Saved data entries
+--

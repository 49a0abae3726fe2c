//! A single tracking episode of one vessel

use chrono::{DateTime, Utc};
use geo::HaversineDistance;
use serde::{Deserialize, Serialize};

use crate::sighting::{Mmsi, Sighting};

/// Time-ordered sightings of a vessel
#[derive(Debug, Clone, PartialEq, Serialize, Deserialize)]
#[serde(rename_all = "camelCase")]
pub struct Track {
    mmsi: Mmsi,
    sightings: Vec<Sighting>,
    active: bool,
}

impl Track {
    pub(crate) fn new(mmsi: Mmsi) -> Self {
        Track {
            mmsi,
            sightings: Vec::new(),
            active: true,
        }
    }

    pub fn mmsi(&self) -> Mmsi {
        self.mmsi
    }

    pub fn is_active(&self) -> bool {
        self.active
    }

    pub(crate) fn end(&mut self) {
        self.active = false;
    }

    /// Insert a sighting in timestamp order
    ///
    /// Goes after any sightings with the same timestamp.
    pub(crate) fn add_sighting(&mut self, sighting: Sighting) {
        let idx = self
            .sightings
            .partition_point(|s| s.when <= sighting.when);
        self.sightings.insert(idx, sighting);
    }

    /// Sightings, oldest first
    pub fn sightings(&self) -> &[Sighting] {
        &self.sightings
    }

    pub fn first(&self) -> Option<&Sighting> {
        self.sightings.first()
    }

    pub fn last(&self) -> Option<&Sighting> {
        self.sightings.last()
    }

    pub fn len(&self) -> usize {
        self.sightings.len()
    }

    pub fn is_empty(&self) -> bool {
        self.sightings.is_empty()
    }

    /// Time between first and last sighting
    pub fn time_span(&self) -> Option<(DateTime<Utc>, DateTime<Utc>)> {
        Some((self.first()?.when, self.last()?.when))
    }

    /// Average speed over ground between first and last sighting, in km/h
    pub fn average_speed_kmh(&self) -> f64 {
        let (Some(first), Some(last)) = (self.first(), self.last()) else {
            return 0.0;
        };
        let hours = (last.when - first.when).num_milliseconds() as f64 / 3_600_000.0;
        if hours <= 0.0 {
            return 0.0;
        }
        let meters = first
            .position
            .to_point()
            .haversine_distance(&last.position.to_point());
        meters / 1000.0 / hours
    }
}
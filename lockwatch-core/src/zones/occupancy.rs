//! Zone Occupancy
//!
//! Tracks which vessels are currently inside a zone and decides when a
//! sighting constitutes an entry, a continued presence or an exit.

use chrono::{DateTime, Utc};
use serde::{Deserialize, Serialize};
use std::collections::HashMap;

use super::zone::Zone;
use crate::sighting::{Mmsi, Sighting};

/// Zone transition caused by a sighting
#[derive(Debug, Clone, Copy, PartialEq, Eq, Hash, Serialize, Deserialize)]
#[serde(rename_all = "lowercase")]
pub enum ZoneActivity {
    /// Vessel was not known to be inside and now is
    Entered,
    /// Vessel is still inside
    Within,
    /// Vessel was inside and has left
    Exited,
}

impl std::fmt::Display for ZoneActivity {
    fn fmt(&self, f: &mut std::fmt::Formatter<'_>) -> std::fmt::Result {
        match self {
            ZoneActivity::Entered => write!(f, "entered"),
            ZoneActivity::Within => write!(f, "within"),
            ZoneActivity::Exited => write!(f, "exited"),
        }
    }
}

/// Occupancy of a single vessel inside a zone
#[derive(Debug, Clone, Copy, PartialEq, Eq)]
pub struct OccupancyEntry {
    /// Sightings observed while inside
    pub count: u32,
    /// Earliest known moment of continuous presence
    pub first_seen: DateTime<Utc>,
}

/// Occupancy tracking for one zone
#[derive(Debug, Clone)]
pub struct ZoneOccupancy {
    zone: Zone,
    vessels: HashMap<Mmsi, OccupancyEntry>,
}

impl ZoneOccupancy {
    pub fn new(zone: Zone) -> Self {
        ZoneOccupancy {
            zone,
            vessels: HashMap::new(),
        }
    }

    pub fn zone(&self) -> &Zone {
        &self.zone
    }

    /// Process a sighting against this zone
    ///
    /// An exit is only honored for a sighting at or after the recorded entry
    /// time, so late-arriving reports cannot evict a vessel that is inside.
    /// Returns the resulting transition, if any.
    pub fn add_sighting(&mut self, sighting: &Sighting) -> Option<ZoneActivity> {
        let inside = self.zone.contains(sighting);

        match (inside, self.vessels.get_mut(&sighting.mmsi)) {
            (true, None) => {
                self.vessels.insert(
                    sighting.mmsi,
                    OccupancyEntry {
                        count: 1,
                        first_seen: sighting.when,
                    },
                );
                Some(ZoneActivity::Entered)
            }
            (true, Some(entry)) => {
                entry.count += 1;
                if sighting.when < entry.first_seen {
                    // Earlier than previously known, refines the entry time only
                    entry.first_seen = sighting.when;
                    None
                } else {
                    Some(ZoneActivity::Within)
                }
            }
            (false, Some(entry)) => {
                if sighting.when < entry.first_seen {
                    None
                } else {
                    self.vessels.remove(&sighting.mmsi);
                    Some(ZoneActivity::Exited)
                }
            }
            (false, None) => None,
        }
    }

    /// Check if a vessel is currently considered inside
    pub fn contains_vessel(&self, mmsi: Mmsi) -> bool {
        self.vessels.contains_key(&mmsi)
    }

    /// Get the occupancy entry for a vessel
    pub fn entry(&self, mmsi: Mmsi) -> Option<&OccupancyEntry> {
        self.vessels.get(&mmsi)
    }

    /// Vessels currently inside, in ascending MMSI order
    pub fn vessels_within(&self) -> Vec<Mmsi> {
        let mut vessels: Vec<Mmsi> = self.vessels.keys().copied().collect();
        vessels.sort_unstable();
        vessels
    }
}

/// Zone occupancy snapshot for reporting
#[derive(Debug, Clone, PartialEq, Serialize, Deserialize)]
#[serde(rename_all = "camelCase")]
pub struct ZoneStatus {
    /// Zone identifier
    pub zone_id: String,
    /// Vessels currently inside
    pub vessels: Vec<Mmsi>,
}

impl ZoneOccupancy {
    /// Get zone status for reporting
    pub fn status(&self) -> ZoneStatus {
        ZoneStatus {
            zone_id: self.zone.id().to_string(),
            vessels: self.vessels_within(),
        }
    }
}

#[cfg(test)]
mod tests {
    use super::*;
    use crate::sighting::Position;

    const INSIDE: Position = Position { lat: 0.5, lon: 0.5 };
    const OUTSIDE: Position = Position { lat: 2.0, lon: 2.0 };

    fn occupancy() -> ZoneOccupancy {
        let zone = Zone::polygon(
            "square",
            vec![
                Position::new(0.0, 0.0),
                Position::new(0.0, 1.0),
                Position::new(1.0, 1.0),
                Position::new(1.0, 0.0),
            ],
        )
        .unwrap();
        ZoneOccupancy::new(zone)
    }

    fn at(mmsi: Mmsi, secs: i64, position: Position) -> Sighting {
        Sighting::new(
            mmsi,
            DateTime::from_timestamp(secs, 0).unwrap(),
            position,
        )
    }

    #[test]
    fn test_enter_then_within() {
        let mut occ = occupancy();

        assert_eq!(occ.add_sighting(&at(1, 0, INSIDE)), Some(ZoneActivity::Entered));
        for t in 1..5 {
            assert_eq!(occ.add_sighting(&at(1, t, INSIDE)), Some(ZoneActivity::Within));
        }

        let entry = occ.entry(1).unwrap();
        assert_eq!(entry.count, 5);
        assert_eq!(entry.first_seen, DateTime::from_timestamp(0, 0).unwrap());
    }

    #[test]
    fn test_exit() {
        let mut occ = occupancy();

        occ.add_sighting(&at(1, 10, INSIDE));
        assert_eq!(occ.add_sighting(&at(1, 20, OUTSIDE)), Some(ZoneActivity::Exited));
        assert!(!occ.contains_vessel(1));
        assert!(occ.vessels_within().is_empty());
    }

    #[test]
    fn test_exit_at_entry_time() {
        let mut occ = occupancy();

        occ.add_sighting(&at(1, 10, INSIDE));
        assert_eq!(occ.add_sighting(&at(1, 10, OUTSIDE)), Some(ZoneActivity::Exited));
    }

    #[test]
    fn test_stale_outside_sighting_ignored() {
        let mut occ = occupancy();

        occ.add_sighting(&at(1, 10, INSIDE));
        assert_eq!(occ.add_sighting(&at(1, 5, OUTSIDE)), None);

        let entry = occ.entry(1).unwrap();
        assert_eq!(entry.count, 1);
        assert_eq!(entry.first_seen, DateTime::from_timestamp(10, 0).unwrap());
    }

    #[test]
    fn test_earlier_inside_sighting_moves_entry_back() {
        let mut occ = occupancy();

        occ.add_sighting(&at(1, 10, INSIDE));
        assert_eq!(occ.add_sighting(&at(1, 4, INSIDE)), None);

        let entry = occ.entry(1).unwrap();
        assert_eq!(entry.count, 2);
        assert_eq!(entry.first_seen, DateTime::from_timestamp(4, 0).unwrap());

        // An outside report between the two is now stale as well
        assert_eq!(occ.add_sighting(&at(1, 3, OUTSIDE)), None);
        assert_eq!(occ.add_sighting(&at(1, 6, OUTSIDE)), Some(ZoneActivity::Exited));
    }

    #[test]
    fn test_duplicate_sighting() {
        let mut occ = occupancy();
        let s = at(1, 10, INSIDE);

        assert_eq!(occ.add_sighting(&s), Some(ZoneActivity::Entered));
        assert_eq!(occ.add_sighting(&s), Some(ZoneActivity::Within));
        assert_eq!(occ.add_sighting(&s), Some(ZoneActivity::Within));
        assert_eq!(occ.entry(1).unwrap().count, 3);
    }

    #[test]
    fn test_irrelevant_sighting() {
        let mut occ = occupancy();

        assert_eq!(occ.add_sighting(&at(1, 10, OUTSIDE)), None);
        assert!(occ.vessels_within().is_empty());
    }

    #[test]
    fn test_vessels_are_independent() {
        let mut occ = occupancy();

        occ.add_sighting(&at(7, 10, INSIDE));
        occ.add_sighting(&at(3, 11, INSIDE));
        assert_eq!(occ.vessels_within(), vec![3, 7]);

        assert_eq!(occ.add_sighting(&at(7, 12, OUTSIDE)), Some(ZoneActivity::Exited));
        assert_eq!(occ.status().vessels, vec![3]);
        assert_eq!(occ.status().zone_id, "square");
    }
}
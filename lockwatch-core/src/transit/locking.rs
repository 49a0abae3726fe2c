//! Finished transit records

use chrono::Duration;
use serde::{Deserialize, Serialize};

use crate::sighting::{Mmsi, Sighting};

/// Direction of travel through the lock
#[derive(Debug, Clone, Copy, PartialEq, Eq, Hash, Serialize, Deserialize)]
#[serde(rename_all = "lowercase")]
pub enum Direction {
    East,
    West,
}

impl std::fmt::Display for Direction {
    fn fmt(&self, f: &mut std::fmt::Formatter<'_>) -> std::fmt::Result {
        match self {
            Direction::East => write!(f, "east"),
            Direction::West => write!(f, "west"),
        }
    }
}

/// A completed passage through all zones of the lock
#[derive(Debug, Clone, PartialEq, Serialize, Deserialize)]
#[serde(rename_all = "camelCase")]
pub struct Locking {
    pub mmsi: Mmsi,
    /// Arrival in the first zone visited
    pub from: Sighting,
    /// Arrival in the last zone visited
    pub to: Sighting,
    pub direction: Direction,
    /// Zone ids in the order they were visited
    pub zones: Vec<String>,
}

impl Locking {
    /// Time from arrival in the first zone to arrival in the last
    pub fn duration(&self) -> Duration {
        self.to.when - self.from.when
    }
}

+--

The problem: Once you find the string "ZoneOccupancy" in a line of the records, copy that line.

Response:
pub struct ZoneOccupancy {
impl ZoneOccupancy {
        ZoneOccupancy {
impl ZoneOccupancy {
    fn occupancy() -> ZoneOccupancy {
        ZoneOccupancy::new(zone)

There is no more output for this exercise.